A federal court in New York has granted a franchisor’s motion to dismiss a count of unjust enrichment by a construction company hired by a franchisee. Vertex Construction Corp. v. T.F.J. Fitness, L.L.C., 2011 U.S. Dist. LEXIS 135453 (E.D.N.Y. Nov. 23, 2011). The defendant, Retrofitness, is the franchisor of fitness facilities. The co-defendant franchisee entered a construction contract with the plaintiff for a “build-out” of its facility. Retrofitness was not a party to the construction contract. The construction company alleged that it was underpaid for its services by over $350,000. The lawsuit included an unjust enrichment claim against Retrofitness, alleging that Retrofitness as the franchisor was unjustly enriched “as a consequence of using Vertex’s work and services.”

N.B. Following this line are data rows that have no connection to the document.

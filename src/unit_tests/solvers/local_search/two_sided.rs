use super::*;
use crate::instance::Instance;
use rand::rngs::StdRng;
use rand::SeedableRng;

#[test]
fn test_satisfiable_instance() {
    let instance = Instance::from_literals([vec![1, 2], vec![-2, 3]]).unwrap();
    let mut rng = StdRng::seed_from_u64(0);
    assert!(solve_two_sided_local_search(&instance, &mut rng));
}

#[test]
fn test_all_true_solution_is_reached_from_the_other_pole() {
    // The unique solution is all-true: distance 3 from the all-false pole,
    // beyond radius 2, but distance 0 from the all-true pole.
    let instance =
        Instance::from_literals([vec![1], vec![2], vec![3]]).unwrap();
    let mut rng = StdRng::seed_from_u64(1);
    assert!(solve_two_sided_local_search(&instance, &mut rng));
}

#[test]
fn test_unsatisfiable_unit_pair() {
    let instance = Instance::from_literals([vec![1], vec![-1]]).unwrap();
    let mut rng = StdRng::seed_from_u64(2);
    assert!(!solve_two_sided_local_search(&instance, &mut rng));
}

#[test]
fn test_terminal_cases() {
    let mut rng = StdRng::seed_from_u64(3);
    let empty = Instance::from_literals([]).unwrap();
    assert!(solve_two_sided_local_search(&empty, &mut rng));
    let conflict = Instance::from_literals([vec![]]).unwrap();
    assert!(!solve_two_sided_local_search(&conflict, &mut rng));
}
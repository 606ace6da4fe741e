//! The bit-matrix text format.
//!
//! One clause per line; each line has `2n` characters from `{0,1}`, two
//! columns per variable, positive before negative:
//!
//! ```text
//! (x1 ∨ x2) ∧ (¬x2 ∨ x3)
//!
//! 101000
//! 000110
//! ```

use crate::error::{Result, SatError};
use crate::instance::{BitMatrix, Instance};
use bitvec::prelude::*;

/// Parse the bit-matrix text format into an instance.
///
/// Every line must consist only of `0` and `1`, all lines must share one
/// even length, and at least one clause and variable must be present.
pub fn parse_bit_matrix(input: &str) -> Result<Instance> {
    let mut rows: Vec<BitVec> = Vec::new();
    for (index, line) in input.trim_end_matches('\n').lines().enumerate() {
        let mut row = BitVec::with_capacity(line.len());
        for character in line.chars() {
            match character {
                '0' => row.push(false),
                '1' => row.push(true),
                other => {
                    return Err(SatError::ParseError(format!(
                        "line {index}: invalid character {other:?}"
                    )))
                }
            }
        }
        rows.push(row);
    }

    let matrix =
        BitMatrix::from_rows(rows).map_err(|error| SatError::ParseError(error.to_string()))?;
    Ok(Instance::from_bit_matrix(&matrix))
}

/// Write the bit matrix of an instance as text, one clause per line.
///
/// Fails like [`Instance::bit_matrix`] when the matrix is undefined.
pub fn write_bit_matrix(instance: &Instance) -> Result<String> {
    Ok(format!("{}\n", instance.bit_matrix()?))
}

#[cfg(test)]
#[path = "../unit_tests/encoding/bit_matrix_text.rs"]
mod tests;
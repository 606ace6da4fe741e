use super::*;
use crate::instance::Instance;

#[test]
fn test_unit_pair_reaches_the_bound() {
    // n = 1: each unit clause excludes 2^0 assignments, together 2 ≥ 2^1.
    let instance = Instance::from_literals([vec![1], vec![-1]]).unwrap();
    assert!(is_biathlet_satisfied(&instance));
}

#[test]
fn test_single_clause_is_trivially_satisfiable() {
    // One 2-clause excludes 1 of 4 assignments.
    let instance = Instance::from_literals([vec![1, 2]]).unwrap();
    assert!(!is_biathlet_satisfied(&instance));
}

#[test]
fn test_tautologies_exclude_nothing() {
    let instance = Instance::from_literals([vec![1, -1]]).unwrap();
    assert!(!is_biathlet_satisfied(&instance));
}

#[test]
fn test_full_clause_set_reaches_the_bound() {
    let clauses = (0..8).map(|bits: i32| {
        vec![
            if bits & 1 == 0 { 1 } else { -1 },
            if bits & 2 == 0 { 2 } else { -2 },
            if bits & 4 == 0 { 3 } else { -3 },
        ]
    });
    let instance = Instance::from_literals(clauses).unwrap();
    // 8 · 2^(3-3) = 8 = 2^3.
    assert!(is_biathlet_satisfied(&instance));
}

#[test]
fn test_empty_instance() {
    let instance = Instance::from_literals([]).unwrap();
    assert!(!is_biathlet_satisfied(&instance));
}
//! Error types for the satkernel library.

use thiserror::Error;

/// Errors that can occur in the satkernel library.
#[derive(Error, Debug, Clone, PartialEq)]
pub enum SatError {
    /// A clause contains the literal 0, which encodes no variable.
    #[error("invalid instance: clause {clause} contains a zero literal")]
    ZeroLiteral { clause: usize },

    /// A clause mentions the same literal twice.
    #[error("invalid instance: clause {clause} contains literal {literal} twice")]
    DuplicateLiteral { clause: usize, literal: i32 },

    /// Strict construction was requested but the variables do not form [1..n].
    #[error("invalid instance: variables do not form a contiguous range 1..={expected}")]
    NonContiguousVariables { expected: usize },

    /// A bit matrix row set does not describe a well-formed instance.
    #[error("invalid bit matrix: {0}")]
    MalformedBitMatrix(String),

    /// The bit matrix is undefined for formulas with empty clauses or no variables.
    #[error("bit matrix unavailable: {0}")]
    BitMatrixUnavailable(String),

    /// The Lovász Local Lemma check needs all clauses to share one length.
    #[error("Lovász Local Lemma not applicable: clause lengths are not uniform")]
    LllNotApplicable,

    /// An external text format could not be parsed.
    #[error("parse error: {0}")]
    ParseError(String),

    /// Covering-code construction is only defined for n < 8 or δ = 0.25.
    #[error("unsupported covering code: n = {n}, delta = {delta}")]
    UnsupportedCoveringCode { n: usize, delta: f64 },

    /// A solver with a restricted input domain was fed a formula outside it.
    #[error("unsupported instance: {0}")]
    UnsupportedInstance(String),
}

/// Result type alias for satkernel operations.
pub type Result<T> = std::result::Result<T, SatError>;
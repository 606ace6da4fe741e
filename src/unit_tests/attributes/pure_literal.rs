use super::*;
use crate::instance::Instance;

#[test]
fn test_positive_pure_literal() {
    // x2 occurs only positively; x1 occurs both ways.
    let instance = Instance::from_literals([vec![1, 2], vec![-1, 2]]).unwrap();
    assert_eq!(pure_literal(&instance), Some(2));
}

#[test]
fn test_negative_pure_literal() {
    let instance = Instance::from_literals([vec![-1, 2], vec![-1, -2]]).unwrap();
    assert_eq!(pure_literal(&instance), Some(-1));
}

#[test]
fn test_smallest_variable_wins() {
    // Both x2 and x3 are pure; the scan is ascending.
    let instance = Instance::from_literals([vec![1, 2, 3], vec![-1, 2, 3]]).unwrap();
    assert_eq!(pure_literal(&instance), Some(2));
}

#[test]
fn test_last_variable_is_considered() {
    let instance = Instance::from_literals([vec![1, -2], vec![-1, -2]]).unwrap();
    assert_eq!(pure_literal(&instance), Some(-2));
}

#[test]
fn test_no_pure_literal() {
    let instance =
        Instance::from_literals([vec![1, 2], vec![-1, -2]]).unwrap();
    assert_eq!(pure_literal(&instance), None);
}

#[test]
fn test_empty_instance() {
    let instance = Instance::from_literals([]).unwrap();
    assert_eq!(pure_literal(&instance), None);
}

The court agreed with the defendant that in order to recover under an unjust enrichment theory, the plaintiff must be able to prove that performance was rendered for the defendant. Because any benefit conferred was for the franchisee only, the construction company could not sustain a claim. Further, because the complaint did not allege that the franchisor requested, approved, supervised, agreed to pay for, or assumed any other obligations with respect to the project, the relationship was too attenuated to support a claim. The motion was granted without leave to re-plead.